A revised version of the University’s “Helping a Student in Distress” website launched earlier this month, which aims to be more accessible for students experiencing mental health issues and peers hoping to help them, according to an announcement from the Office of the Vice President for Campus Life.
Counseling and Psychological Services and Student Support Services assisted the Office of the Vice President for Campus Life in updating the site, which provides information for faculty, staff and students to help peers whom they believe may be in stress, distress or crisis.
“The old site was more directly targeted toward nonstudents seeking to help a student,” said Timothy Shiner, senior associate dean of students and director of Student Support Services. “So expanding it to also have information that is written more to the student lens was part of the goal.”
Students may find it difficult to differentiate between stress, distress and crisis, and the updated site describes how students may go about addressing each level of concern with their peers, Shiner said.

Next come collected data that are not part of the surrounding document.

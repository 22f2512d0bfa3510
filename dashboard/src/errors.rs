use thiserror::Error;

#[derive(Debug, Error)]
pub enum Error {
    #[error("Configuration error: {0}")]
    Config(String),

    #[error("HTTP client error: {0}")]
    Client(#[from] reqwest::Error),

    #[error("Metrics error: {0}")]
    Metrics(#[from] prometheus::Error),
}

pub type Result<T> = std::result::Result<T, Error>;

/// Reasons a single fetch produced no data. They are logged and then
/// collapsed to "unavailable this cycle"; nothing past the fetcher sees them.
#[derive(Debug, Error)]
pub enum FetchError {
    #[error("transport error: {0}")]
    Transport(#[source] reqwest::Error),

    #[error("HTTP status {0}")]
    Status(reqwest::StatusCode),

    #[error("malformed payload: {0}")]
    Payload(String),
}

impl From<reqwest::Error> for FetchError {
    fn from(err: reqwest::Error) -> Self {
        if err.is_decode() {
            FetchError::Payload(err.to_string())
        } else {
            FetchError::Transport(err)
        }
    }
}
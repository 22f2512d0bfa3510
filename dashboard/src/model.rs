use serde::de::{self, Deserializer};
use serde::{Deserialize, Serialize};

/// Geographic point in degrees.
#[derive(Debug, Clone, Copy, PartialEq, Serialize, Deserialize)]
pub struct LatLng {
    pub lat: f64,
    pub lng: f64,
}

impl LatLng {
    pub const fn new(lat: f64, lng: f64) -> Self {
        Self { lat, lng }
    }
}

/// Geofence parameters served by `/api/v1/geofence`
#[derive(Debug, Clone, PartialEq, Serialize, Deserialize)]
pub struct GeofenceConfig {
    pub center: LatLng,
    pub radius_km: f64,
}

impl GeofenceConfig {
    pub fn radius_meters(&self) -> f64 {
        self.radius_km * 1000.0
    }
}

/// Last reading of one animal as stored by the backend.
#[derive(Debug, Clone, PartialEq, Deserialize)]
pub struct LatestReading {
    pub lat: f64,
    pub lng: f64,
    pub temp: f64,
    #[serde(deserialize_with = "pulse_from_number")]
    pub pulso: u32,
    pub riesgo: bool,
}

/// Envelope returned by `/api/v1/vaca/{id}/latest`
#[derive(Debug, Clone, Deserialize)]
pub struct LatestResponse {
    pub latest_data: Option<LatestReading>,
}

/// Telemetry of one entity for the current render pass
#[derive(Debug, Clone, PartialEq, Serialize)]
pub struct TelemetrySnapshot {
    pub entity_id: String,
    pub position: LatLng,
    pub temperature: f64,
    pub pulse: u32,
    pub at_risk: bool,
}

impl TelemetrySnapshot {
    pub fn from_reading(entity_id: impl Into<String>, reading: LatestReading) -> Self {
        Self {
            entity_id: entity_id.into(),
            position: LatLng::new(reading.lat, reading.lng),
            temperature: reading.temp,
            pulse: reading.pulso,
            at_risk: reading.riesgo,
        }
    }
}

/// One entry of `/api/v1/alertas`. Coordinates sent alongside are ignored.
#[derive(Debug, Clone, PartialEq, Serialize, Deserialize)]
pub struct AlertRecord {
    #[serde(rename = "tipo_alerta")]
    pub alert_type: String,
    #[serde(rename = "id_vaca")]
    pub entity_id: String,
    #[serde(rename = "mensaje", default, deserialize_with = "null_as_default")]
    pub message: String,
    #[serde(default, deserialize_with = "null_as_default")]
    pub ts: String,
}

/// Pulse may arrive as an integer or a float (`72.0`); rounded to whole bpm.
fn pulse_from_number<'de, D: Deserializer<'de>>(deserializer: D) -> Result<u32, D::Error> {
    let bpm = f64::deserialize(deserializer)?;
    if !bpm.is_finite() || bpm < 0.0 || bpm > f64::from(u32::MAX) {
        return Err(de::Error::custom(format!("pulse out of range: {}", bpm)));
    }
    Ok(bpm.round() as u32)
}

fn null_as_default<'de, D, T>(deserializer: D) -> Result<T, D::Error>
where
    D: Deserializer<'de>,
    T: Default + Deserialize<'de>,
{
    Ok(Option::<T>::deserialize(deserializer)?.unwrap_or_default())
}
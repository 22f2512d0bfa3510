use clap::Parser;
use std::time::Duration;

/// Headless herd dashboard: polls the telemetry API and keeps the scene in sync.
#[derive(Debug, Clone, Parser)]
#[command(name = "dashboard", version)]
pub struct Args {
    /// Base URL of the telemetry API, e.g. http://localhost:5000
    #[arg(long, env = "API_BASE_URL")]
    pub api_base_url: Option<String>,

    /// Key sent in the X-API-Key header
    #[arg(long, env = "API_KEY", hide_env_values = true)]
    pub api_key: Option<String>,

    #[arg(long, env = "POLL_INTERVAL_SECS", default_value_t = 10)]
    pub poll_interval_secs: u64,

    /// Delay before the map is resized and recentered after creation
    #[arg(long, env = "SETTLE_DELAY_MS", default_value_t = 300)]
    pub settle_delay_ms: u64,

    #[arg(long, env = "HTTP_ADDR", default_value = "0.0.0.0:8080")]
    pub http_addr: String,

    /// Skip a tick while the previous cycle is still running
    #[arg(long, env = "SINGLE_FLIGHT")]
    pub single_flight: bool,

    /// Remove markers whose id disappeared from the id list
    #[arg(long, env = "EVICT_STALE_MARKERS")]
    pub evict_stale_markers: bool,
}

/// Connection settings for the telemetry API
#[derive(Debug, Clone, PartialEq)]
pub struct ApiConfig {
    pub base_url: String,
    pub api_key: String,
}

#[derive(Debug, Clone, Copy, PartialEq, Eq)]
pub enum OverlapPolicy {
    /// Every tick starts a cycle, even if the previous one is still running.
    Overlap,
    SingleFlight,
}

#[derive(Debug, Clone, PartialEq)]
pub struct PollConfig {
    pub interval: Duration,
    pub settle_delay: Duration,
    pub overlap: OverlapPolicy,
    pub evict_stale_markers: bool,
}

impl Default for PollConfig {
    fn default() -> Self {
        Self {
            interval: Duration::from_secs(10),
            settle_delay: Duration::from_millis(300),
            overlap: OverlapPolicy::Overlap,
            evict_stale_markers: false,
        }
    }
}

impl Args {
    /// Both the base URL and the key must be present and non-empty before
    /// the poll loop may be armed.
    pub fn api_config(&self) -> Option<ApiConfig> {
        let base_url = self.api_base_url.as_deref().map(str::trim)?;
        let api_key = self.api_key.as_deref().map(str::trim)?;
        if base_url.is_empty() || api_key.is_empty() {
            return None;
        }

        Some(ApiConfig {
            base_url: base_url.trim_end_matches('/').to_string(),
            api_key: api_key.to_string(),
        })
    }

    pub fn poll_config(&self) -> PollConfig {
        PollConfig {
            interval: Duration::from_secs(self.poll_interval_secs.max(1)),
            settle_delay: Duration::from_millis(self.settle_delay_ms),
            overlap: if self.single_flight {
                OverlapPolicy::SingleFlight
            } else {
                OverlapPolicy::Overlap
            },
            evict_stale_markers: self.evict_stale_markers,
        }
    }
}
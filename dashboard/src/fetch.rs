use crate::config::ApiConfig;
use crate::errors::{Error, FetchError, Result};
use crate::metrics::FETCH_FAILURES_TOTAL;
use reqwest::header::{HeaderMap, HeaderValue, CONTENT_TYPE};
use serde_json::Value;
use std::future::Future;
use tracing::{debug, warn};

pub const API_KEY_HEADER: &str = "x-api-key";

/// Source of raw JSON payloads for named endpoints.
///
/// Implementations never fail loudly: any transport, status or decoding
/// problem is logged and reported as `None`, meaning "no data this cycle".
pub trait DataSource: Send + Sync {
    fn fetch(&self, endpoint: &str) -> impl Future<Output = Option<Value>> + Send;
}

/// `DataSource` backed by the telemetry REST API.
#[derive(Debug, Clone)]
pub struct HttpFetcher {
    client: reqwest::Client,
    base_url: String,
}

impl HttpFetcher {
    pub fn new(config: &ApiConfig) -> Result<Self> {
        let mut headers = HeaderMap::new();
        let key = HeaderValue::from_str(&config.api_key)
            .map_err(|e| Error::Config(format!("API key is not a valid header value: {}", e)))?;
        headers.insert(API_KEY_HEADER, key);
        headers.insert(CONTENT_TYPE, HeaderValue::from_static("application/json"));

        let client = reqwest::Client::builder()
            .default_headers(headers)
            .build()?;

        Ok(Self {
            client,
            base_url: config.base_url.clone(),
        })
    }

    async fn request(&self, endpoint: &str) -> std::result::Result<Value, FetchError> {
        let url = format!("{}{}", self.base_url, endpoint);
        let response = self.client.get(&url).send().await?;

        let status = response.status();
        if !status.is_success() {
            return Err(FetchError::Status(status));
        }

        Ok(response.json::<Value>().await?)
    }
}

impl DataSource for HttpFetcher {
    async fn fetch(&self, endpoint: &str) -> Option<Value> {
        match self.request(endpoint).await {
            Ok(value) => {
                debug!("Fetched {}", endpoint);
                Some(value)
            }
            Err(e) => {
                warn!("Error fetching data from {}: {}", endpoint, e);
                FETCH_FAILURES_TOTAL.inc();
                None
            }
        }
    }
}

#[cfg(test)]
pub use fixture::FixtureSource;
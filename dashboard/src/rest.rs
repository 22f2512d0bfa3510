use crate::map::SceneMap;
use crate::metrics;
use crate::session::SharedSession;
use axum::{
    extract::State,
    response::{IntoResponse, Response},
    routing::get,
    Json, Router,
};

#[derive(Clone)]
struct AppState {
    session: SharedSession<SceneMap>,
}

pub fn create_router(session: SharedSession<SceneMap>) -> Router {
    let state = AppState { session };

    Router::new()
        .route("/api/v1/scene", get(get_scene))
        .route("/metrics", get(metrics_handler))
        .route("/health", get(|| async { "ok" }))
        .with_state(state)
}

async fn get_scene(State(state): State<AppState>) -> Response {
    let session = state.session.read().await;
    Json(session.scene()).into_response()
}

async fn metrics_handler() -> String {
    metrics::gather_metrics()
}

#[cfg(test)]
mod tests {
    use super::*;
    use crate::session::Session;

    #[tokio::test]
    async fn test_scene_before_first_cycle() {
        let app = create_router(Session::shared(false));
        let listener = tokio::net::TcpListener::bind("127.0.0.1:0").await.unwrap();
        let addr = listener.local_addr().unwrap();
        tokio::spawn(async move {
            axum::serve(listener, app).await.unwrap();
        });

        let response = reqwest::get(format!("http://{}/api/v1/scene", addr))
            .await
            .unwrap();
        assert!(response.status().is_success());

        let scene: serde_json::Value = response.json().await.unwrap();
        assert_eq!(scene["phase"], "uninitialized");
        assert!(scene["map"].is_null());
        assert_eq!(scene["table"], serde_json::json!([]));
        assert_eq!(scene["alerts"]["state"], "items");
    }
}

“We don’t necessarily want staff, faculty (and) students thinking that if somebody cries they automatically have to go to CAPS, because everyone cries. But more sort of having a dialogue with them and understand(ing) if it’s momentary stress or something that’s been building and impacting their functioning or if it’s something that’s a safety issue where you need more support,” said CAPS Psychologist Erin Lane-Aaronian.
The new website incorporates a new model for helping students in distress, called the BEAR Project, which stands for Be Present, Engage, Ask and Refer. Brown had been using a national model called QPR, or “Question, Persuade, Refer,” but Lane-Aaronian and CAPS Licensed Independent Clinical Social Worker Jorge Vargas developed the BEAR model to better fit the needs of the Brown community.

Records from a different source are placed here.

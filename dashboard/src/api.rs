//! Typed accessors for the telemetry API endpoints.
//!
//! Every accessor returns `None` when the fetch failed, when the payload is an
//! object carrying an `error` field, or when it does not have the expected
//! shape. Callers only ever see "data" or "unavailable this cycle".

use crate::fetch::DataSource;
use crate::metrics::FETCH_FAILURES_TOTAL;
use crate::model::{AlertRecord, GeofenceConfig, LatestResponse, TelemetrySnapshot};
use serde::de::DeserializeOwned;
use serde_json::Value;
use tracing::warn;

pub const GEOFENCE: &str = "/api/v1/geofence";
pub const ENTITY_IDS: &str = "/api/v1/vaca_ids";
pub const ALERTS: &str = "/api/v1/alertas";

pub fn latest_endpoint(entity_id: &str) -> String {
    format!("/api/v1/vaca/{}/latest", entity_id)
}

/// Decodes a fetched payload, treating error-flagged objects as missing.
pub fn decode<T: DeserializeOwned>(endpoint: &str, payload: Option<Value>) -> Option<T> {
    let value = payload?;

    if let Some(err) = value.as_object().and_then(|obj| obj.get("error")) {
        warn!("API reported an error for {}: {}", endpoint, err);
        FETCH_FAILURES_TOTAL.inc();
        return None;
    }

    match serde_json::from_value(value) {
        Ok(decoded) => Some(decoded),
        Err(e) => {
            warn!("Unexpected payload from {}: {}", endpoint, e);
            FETCH_FAILURES_TOTAL.inc();
            None
        }
    }
}

pub async fn geofence<D: DataSource>(source: &D) -> Option<GeofenceConfig> {
    decode(GEOFENCE, source.fetch(GEOFENCE).await)
}

pub async fn entity_ids<D: DataSource>(source: &D) -> Option<Vec<String>> {
    decode(ENTITY_IDS, source.fetch(ENTITY_IDS).await)
}

/// Latest reading of one entity; a response without `latest_data` counts as
/// unavailable.
pub async fn latest<D: DataSource>(source: &D, entity_id: &str) -> Option<TelemetrySnapshot> {
    let endpoint = latest_endpoint(entity_id);
    let response: LatestResponse = decode(&endpoint, source.fetch(&endpoint).await)?;
    let reading = response.latest_data?;
    Some(TelemetrySnapshot::from_reading(entity_id, reading))
}

/// Alert list; a malformed entry is dropped on its own instead of hiding the
/// whole feed.
pub async fn alerts<D: DataSource>(source: &D) -> Option<Vec<AlertRecord>> {
    let entries: Vec<Value> = decode(ALERTS, source.fetch(ALERTS).await)?;

    let alerts = entries
        .into_iter()
        .filter_map(|entry| match serde_json::from_value(entry) {
            Ok(alert) => Some(alert),
            Err(e) => {
                warn!("Skipping malformed alert from {}: {}", ALERTS, e);
                None
            }
        })
        .collect();
    Some(alerts)
}
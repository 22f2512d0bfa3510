use chrono::{DateTime, Utc};
use serde::{Deserialize, Serialize};

/// Reading published by a collar on `vaca/telemetria`.
#[derive(Debug, Clone, Serialize, Deserialize)]
pub struct CowTelemetry {
    pub id_vaca: String,
    pub timestamp: DateTime<Utc>,
    pub lat: f64,
    pub lng: f64,
    pub area: String,
    pub temperatura: f64,
    pub pulso: u32,
    pub riesgo: bool,
}

impl CowTelemetry {
    /// Readings that should trip an alert downstream.
    pub fn is_alerting(&self) -> bool {
        self.riesgo || self.area != HOME_AREA
    }
}

pub const HOME_AREA: &str = "Potrero Norte";
pub const OUTSIDE_AREA: &str = "Fuera de Limites";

The “BEAR project is the evolution of our suicide prevention training that we were doing on campus with QPR,” Vargas said. “So the way that we envisioned it was that instead of just focusing on suicide, we wanted to be supportive of people in lots of different stressful situations.”
Dorothy Jiang ’19, an independent concentrator in Intersectional Mental Health and a member of Project LETS, studied QPR as part of her senior capstone project.“I personally have found that QPR can be a little bit reductionistic in terms of addressing identity and culture, not only from a race, ethnicity and personal identity perspective, but also from a campus culture perspective,” Jiang said.
The Office of the Vice President for Campus Life also hired a visual design team from University Communications to create new, more colorful graphics to better serve the student audience.
“We know that students right now just scroll through things, and if they see a big paragraph they’re not really going to engage with it, so we’re definitely catering to students by making it clear and concise,” said Assistant Director for Campus Life Initiatives Isabella Dueñas. “Especially because it’s a crisis resource, it needs to be clear, and it needs to be simple.”